XPeng believes cameras and AI alone can handle the job. That puts the company philosophically much closer to Tesla, which has repeatedly argued that vision-based systems are ultimately the only scalable path toward widespread autonomy.
XPeng says its robotaxi platform is already capable of cross-city deployment without requiring detailed high-definition mapping. The automaker claims the system can adapt to new environments far more efficiently than traditional autonomous driving stacks.
The company plans to begin pilot robotaxi operations during the second half of 2026. Those trials will focus on testing user acceptance, validating the business model, and refining edge-case handling in real-world traffic situations.
XPeng’s ultimate goal is even more ambitious. The company says it wants fully autonomous operations without onboard safety drivers by early 2027.
China’s Autonomous Push Is Accelerating Fast

XPeng’s announcement highlights how aggressively Chinese automakers are moving into autonomous mobility. Several companies in China are now blending EV manufacturing scale with advanced AI development in ways Western automakers are still struggling to match.
Because XPeng develops its own chips, software, vehicle platforms, and manufacturing operations internally, the company believes it can commercialize robotaxis much faster and at lower cost than rivals relying on outside suppliers.
That level of vertical integration is becoming increasingly important as autonomous driving goes from experimental technology to a business built around scalability and operating costs. Robotaxis only become financially viable if companies can deploy huge fleets cheaply and maintain them efficiently.

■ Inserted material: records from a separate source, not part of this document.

//! # taxi-db
//!
//! Model-side building blocks: the [`Value`](value::Value) type carried
//! between models and forms, field metadata ([`fields`]), the
//! [`Model`](model::Model) trait, and field [`validators`].
//!
//! Persistence is not part of this crate. Models describe their fields so
//! forms can be generated from them; storing instances is left to the
//! caller.

pub mod fields;
pub mod model;
pub mod validators;
pub mod value;

pub use fields::{FieldDef, FieldType};
pub use model::{Model, ModelMeta};
pub use validators::Validator;
pub use value::Value;
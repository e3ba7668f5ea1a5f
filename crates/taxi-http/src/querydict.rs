//! Multi-valued dictionary for submitted form data.

use std::collections::HashMap;

use percent_encoding::{percent_decode_str, utf8_percent_encode, NON_ALPHANUMERIC};

/// Submitted form data, keeping every value of repeated keys.
///
/// Checkbox groups submit one `key=value` pair per ticked box, so a key
/// may carry several values in submission order.
///
/// # Examples
///
/// ```
/// use taxi_http::QueryDict;
///
/// let qd = QueryDict::parse("model=Prius&drivers=1&drivers=4");
/// assert_eq!(qd.get("model"), Some("Prius"));
/// assert_eq!(qd.get("drivers"), Some("4"));
/// assert_eq!(qd.get_list("drivers"), Some(&["1".to_string(), "4".to_string()][..]));
/// ```
#[derive(Debug, Clone, Default, PartialEq, Eq)]
pub struct QueryDict {
    data: HashMap<String, Vec<String>>,
}

impl QueryDict {
    /// Creates an empty `QueryDict`.
    pub fn new() -> Self {
        Self::default()
    }

    /// Parses an urlencoded string such as `"a=1&b=2"`.
    ///
    /// `+` decodes to a space and percent escapes are decoded as UTF-8
    /// (invalid sequences are replaced). A pair without `=` yields an
    /// empty value.
    pub fn parse(query_string: &str) -> Self {
        let mut qd = Self::new();
        for pair in query_string.split('&').filter(|p| !p.is_empty()) {
            let (key, value) = pair.split_once('=').unwrap_or((pair, ""));
            qd.append(decode(key), decode(value));
        }
        qd
    }

    /// Builds a `QueryDict` from already decoded pairs.
    pub fn from_pairs<K, V, I>(pairs: I) -> Self
    where
        K: Into<String>,
        V: Into<String>,
        I: IntoIterator<Item = (K, V)>,
    {
        let mut qd = Self::new();
        for (k, v) in pairs {
            qd.append(k, v);
        }
        qd
    }

    /// Appends a value for `key`.
    pub fn append(&mut self, key: impl Into<String>, value: impl Into<String>) {
        self.data.entry(key.into()).or_default().push(value.into());
    }

    /// Replaces all values of `key` with a single one.
    pub fn set(&mut self, key: impl Into<String>, value: impl Into<String>) {
        self.data.insert(key.into(), vec![value.into()]);
    }

    /// Returns the last value submitted for `key`.
    pub fn get(&self, key: &str) -> Option<&str> {
        self.data
            .get(key)
            .and_then(|values| values.last())
            .map(String::as_str)
    }

    /// Returns every value submitted for `key`.
    pub fn get_list(&self, key: &str) -> Option<&[String]> {
        self.data.get(key).map(Vec::as_slice)
    }

    /// Returns `true` if `key` was submitted.
    pub fn contains_key(&self, key: &str) -> bool {
        self.data.contains_key(key)
    }

    /// Returns the number of distinct keys.
    pub fn len(&self) -> usize {
        self.data.len()
    }

    /// Returns `true` if nothing was submitted.
    pub fn is_empty(&self) -> bool {
        self.data.is_empty()
    }

    /// Returns an iterator over the keys.
    pub fn keys(&self) -> impl Iterator<Item = &String> {
        self.data.keys()
    }

    /// Encodes back to an urlencoded string with pairs sorted.
    pub fn urlencode(&self) -> String {
        let mut parts: Vec<String> = self
            .data
            .iter()
            .flat_map(|(key, values)| {
                values
                    .iter()
                    .map(move |value| format!("{}={}", encode(key), encode(value)))
            })
            .collect();
        parts.sort();
        parts.join("&")
    }
}

fn decode(input: &str) -> String {
    let plus_decoded = input.replace('+', " ");
    percent_decode_str(&plus_decoded)
        .decode_utf8_lossy()
        .into_owned()
}

fn encode(input: &str) -> String {
    utf8_percent_encode(input, NON_ALPHANUMERIC).to_string()
}

#[cfg(test)]
mod tests {
    use super::*;

    #[test]
    fn test_parse_empty() {
        assert!(QueryDict::parse("").is_empty());
        assert!(QueryDict::parse("&&").is_empty());
    }

    #[test]
    fn test_parse_simple() {
        let qd = QueryDict::parse("username=alice&license_number=ABC12345");
        assert_eq!(qd.len(), 2);
        assert_eq!(qd.get("username"), Some("alice"));
        assert_eq!(qd.get("license_number"), Some("ABC12345"));
    }

    #[test]
    fn test_parse_repeated_keys_keep_order() {
        let qd = QueryDict::parse("drivers=3&drivers=1&drivers=2");
        assert_eq!(qd.get("drivers"), Some("2"));
        assert_eq!(
            qd.get_list("drivers").unwrap(),
            &["3".to_string(), "1".to_string(), "2".to_string()]
        );
    }

    #[test]
    fn test_parse_no_value() {
        let qd = QueryDict::parse("flag");
        assert_eq!(qd.get("flag"), Some(""));
    }

    #[test]
    fn test_parse_decoding() {
        let qd = QueryDict::parse("model=Model+S&country=C%C3%B4te%20d%27Ivoire");
        assert_eq!(qd.get("model"), Some("Model S"));
        assert_eq!(qd.get("country"), Some("Côte d'Ivoire"));
    }

    #[test]
    fn test_parse_keeps_surrounding_spaces() {
        let qd = QueryDict::parse("license_number=+ABC12345+");
        assert_eq!(qd.get("license_number"), Some(" ABC12345 "));
    }

    #[test]
    fn test_missing_key() {
        let qd = QueryDict::parse("a=1");
        assert_eq!(qd.get("b"), None);
        assert!(qd.get_list("b").is_none());
        assert!(!qd.contains_key("b"));
    }

    #[test]
    fn test_set_replaces() {
        let mut qd = QueryDict::parse("a=1&a=2");
        qd.set("a", "3");
        assert_eq!(qd.get_list("a").unwrap(), &["3".to_string()]);
    }

    #[test]
    fn test_from_pairs() {
        let qd = QueryDict::from_pairs([("drivers", "1"), ("drivers", "2"), ("model", "Leaf")]);
        assert_eq!(qd.get_list("drivers").map(<[String]>::len), Some(2));
        assert_eq!(qd.get("model"), Some("Leaf"));
    }

    #[test]
    fn test_urlencode_sorted_and_escaped() {
        let qd = QueryDict::from_pairs([("b", "x y"), ("a", "1")]);
        assert_eq!(qd.urlencode(), "a=1&b=x%20y");
    }
}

Tesla has long argued that its manufacturing scale gives it a similar advantage, but XPeng’s rollout shows China may not be waiting for Silicon Valley to lead the autonomous future anymore.
Whether XPeng can actually deliver safe, reliable Level 4 autonomy at scale remains an open question. Autonomous driving timelines have a long history of slipping across the entire industry. Still, the fact that a Chinese automaker is already mass-producing robotaxis while much of the Western market is still testing prototypes shows how quickly the competitive landscape is changing.